Exercise data START

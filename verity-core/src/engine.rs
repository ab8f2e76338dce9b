//! # Monitor engine — composition root
//!
//! Owns the bus, the analysis queue, the three generators, the
//! aggregator, and the emergency controls. `start` spawns every periodic
//! loop; `shutdown` stops them all and suppresses any in-flight analysis
//! completion so nothing mutates state after teardown.
//!
//! Each loop gets its own RNG derived from the configured seed, so a
//! seeded engine replays the same simulation.

use crate::aggregator::{DashboardAggregator, DashboardStats};
use crate::analysis::{AnalysisQueue, AnalysisRecord};
use crate::bus::{EventBus, EventCategory};
use crate::config::WatchConfig;
use crate::emergency::EmergencyControls;
use crate::error::{VerityError, VerityResult};
use crate::score;
use crate::social_stream::{SocialPost, SocialStreamGenerator, StreamStatus};
use crate::threat_feed::{ThreatEvent, ThreatFeedGenerator};
use crate::threat_map::{ThreatMap, ThreatMapPoint};
use crate::types::{FileDescriptor, Severity};
use rand::rngs::StdRng;
use rand::{Rng, SeedableRng};
use std::collections::HashMap;
use std::sync::atomic::{AtomicBool, Ordering};
use std::sync::Arc;
use std::time::Duration;
use tracing::info;

pub struct MonitorEngine {
    config: WatchConfig,
    bus: Arc<EventBus>,
    queue: Arc<AnalysisQueue>,
    threat_feed: Arc<ThreatFeedGenerator>,
    social_stream: Arc<SocialStreamGenerator>,
    threat_map: Arc<ThreatMap>,
    aggregator: Arc<DashboardAggregator>,
    emergency: Arc<EmergencyControls>,
    running: Arc<AtomicBool>,
    started_at_ms: i64,
}

impl MonitorEngine {
    pub fn new(config: WatchConfig) -> Self {
        let queue = Arc::new(AnalysisQueue::new(config.analysis.queue_capacity));
        let threat_feed = Arc::new(ThreatFeedGenerator::new(
            config.threat_feed.capacity,
            config.threat_feed.emit_probability,
        ));
        let social_stream = Arc::new(SocialStreamGenerator::new(
            config.social_stream.capacity,
            config.social_stream.emit_probability,
            config.social_stream.disconnect_probability,
        ));
        let threat_map = Arc::new(ThreatMap::new(
            config.threat_map.severity_resample_probability,
        ));
        let aggregator = Arc::new(DashboardAggregator::new(
            config.aggregator.score_floor,
            config.aggregator.score_ceiling,
        ));

        Self {
            config,
            bus: Arc::new(EventBus::new()),
            queue,
            threat_feed,
            social_stream,
            threat_map,
            aggregator,
            emergency: Arc::new(EmergencyControls::new()),
            running: Arc::new(AtomicBool::new(false)),
            started_at_ms: chrono::Utc::now().timestamp_millis(),
        }
    }

    /// Derive an independent RNG for one loop or submission. Seeded runs
    /// replay deterministically; unseeded runs draw from OS entropy.
    fn rng(&self, stream: u64) -> StdRng {
        match self.config.general.seed {
            Some(seed) => StdRng::seed_from_u64(seed.wrapping_add(stream)),
            None => StdRng::from_entropy(),
        }
    }

    /// Spawn all periodic loops and wire the aggregator to the threat
    /// alert stream.
    pub fn start(&self) {
        self.running.store(true, Ordering::Relaxed);

        // Active-threat tile counts High/Critical alerts as they happen.
        let aggregator = self.aggregator.clone();
        self.bus.subscribe(
            "aggregator_active_threats",
            Some(EventCategory::ThreatAlert),
            None,
            vec![],
            Arc::new(move |event| aggregator.observe_alert(event.severity)),
        );

        self.threat_feed.start_periodic(
            Duration::from_millis(self.config.threat_feed.interval_ms),
            self.rng(1),
            self.bus.clone(),
        );
        self.social_stream.start_periodic(
            Duration::from_millis(self.config.social_stream.interval_ms),
            Duration::from_millis(self.config.social_stream.status_interval_ms),
            Duration::from_millis(self.config.social_stream.reconnect_delay_ms),
            self.rng(2),
            self.rng(3),
            self.bus.clone(),
        );
        self.threat_map.start_periodic(
            Duration::from_millis(self.config.threat_map.interval_ms),
            self.rng(4),
            self.bus.clone(),
        );
        self.aggregator.start_periodic(
            Duration::from_millis(self.config.aggregator.interval_ms),
            self.rng(5),
            self.bus.clone(),
        );

        self.bus.emit(
            "engine",
            EventCategory::Health,
            Severity::Info,
            "Monitor engine started",
            HashMap::new(),
            vec!["engine".into()],
        );
        info!("Monitor engine started");
    }

    /// Submit a file for analysis. Returns the record id immediately; the
    /// verdict lands after a simulated processing delay.
    pub fn submit(&self, file: FileDescriptor) -> VerityResult<u64> {
        if !self.running.load(Ordering::Relaxed) {
            return Err(VerityError::EngineStopped);
        }

        let id = self.queue.submit(&file);

        let mut details = HashMap::new();
        details.insert("file".into(), file.name.clone());
        details.insert("kind".into(), format!("{:?}", file.media_kind));
        self.bus.emit(
            "analysis_queue",
            EventCategory::Analysis,
            Severity::Info,
            "Analysis queued",
            details,
            vec!["analysis".into()],
        );

        let queue = self.queue.clone();
        let bus = self.bus.clone();
        let running = self.running.clone();
        let mut rng = self.rng(0x100 + id);
        let min = self.config.analysis.min_delay_ms;
        let max = self.config.analysis.max_delay_ms.max(min + 1);

        tokio::spawn(async move {
            let delay = rng.gen_range(min..max);
            tokio::time::sleep(Duration::from_millis(delay)).await;

            // Teardown cancellation: never touch the queue after shutdown.
            if !running.load(Ordering::Relaxed) {
                return;
            }

            let verdict = score::evaluate(&file, &mut rng);
            let reality_score = verdict.reality_score;
            if queue.complete(id, verdict) {
                let severity = if reality_score < 40 {
                    Severity::High
                } else if reality_score < 60 {
                    Severity::Medium
                } else {
                    Severity::Info
                };
                let mut details = HashMap::new();
                details.insert("file".into(), file.name.clone());
                details.insert("reality_score".into(), reality_score.to_string());
                bus.emit(
                    "analysis_queue",
                    EventCategory::Analysis,
                    severity,
                    "Analysis complete",
                    details,
                    vec!["analysis".into()],
                );
            }
        });

        Ok(id)
    }

    /// Mark a submission as failed (e.g. unreadable input). Terminal;
    /// errors when the record was evicted or already has a verdict.
    pub fn fail_analysis(&self, id: u64, reason: &str) -> VerityResult<()> {
        if !self.queue.fail(id, reason) {
            return Err(VerityError::AnalysisFailed {
                id,
                reason: "record evicted or already terminal".into(),
            });
        }
        let mut details = HashMap::new();
        details.insert("reason".into(), reason.to_string());
        self.bus.emit(
            "analysis_queue",
            EventCategory::Analysis,
            Severity::Medium,
            "Analysis failed",
            details,
            vec!["analysis".into()],
        );
        Ok(())
    }

    /// Stop every loop and suppress pending analysis completions.
    pub fn shutdown(&self) {
        self.running.store(false, Ordering::Relaxed);
        self.threat_feed.stop();
        self.social_stream.stop();
        self.threat_map.stop();
        self.aggregator.stop();
        info!(
            alerts = self.threat_feed.total_emitted(),
            posts = self.social_stream.total_emitted(),
            analyses = self.queue.total_completed(),
            "Monitor engine stopped"
        );
    }

    pub fn is_running(&self) -> bool {
        self.running.load(Ordering::Relaxed)
    }

    // ── Subscription surface ─────────────────────────────────────────────

    pub fn bus(&self) -> &Arc<EventBus> {
        &self.bus
    }
    pub fn queue(&self) -> &Arc<AnalysisQueue> {
        &self.queue
    }
    pub fn emergency(&self) -> &Arc<EmergencyControls> {
        &self.emergency
    }

    pub fn threats(&self) -> Vec<ThreatEvent> {
        self.threat_feed.alerts()
    }
    pub fn posts(&self) -> Vec<SocialPost> {
        self.social_stream.posts()
    }
    pub fn stream_status(&self) -> StreamStatus {
        self.social_stream.status()
    }
    pub fn map_points(&self) -> Vec<ThreatMapPoint> {
        self.threat_map.points()
    }
    pub fn analyses(&self) -> Vec<AnalysisRecord> {
        self.queue.records()
    }
    pub fn stats(&self) -> DashboardStats {
        self.aggregator.stats()
    }
    pub fn started_at_ms(&self) -> i64 {
        self.started_at_ms
    }
}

Exercise data END

• Requirement:
Quote exactly the first line of the data and every line after it through the one holding "the same simulation.".

• Solution for this problem:
filename verity-core/src/engine.rs
repository ab8f2e76338dce9b
//! # Monitor engine — composition root
//!
//! Owns the bus, the analysis queue, the three generators, the
//! aggregator, and the emergency controls. `start` spawns every periodic
//! loop; `shutdown` stops them all and suppresses any in-flight analysis
//! completion so nothing mutates state after teardown.
//!
//! Each loop gets its own RNG derived from the configured seed, so a
//! seeded engine replays the same simulation.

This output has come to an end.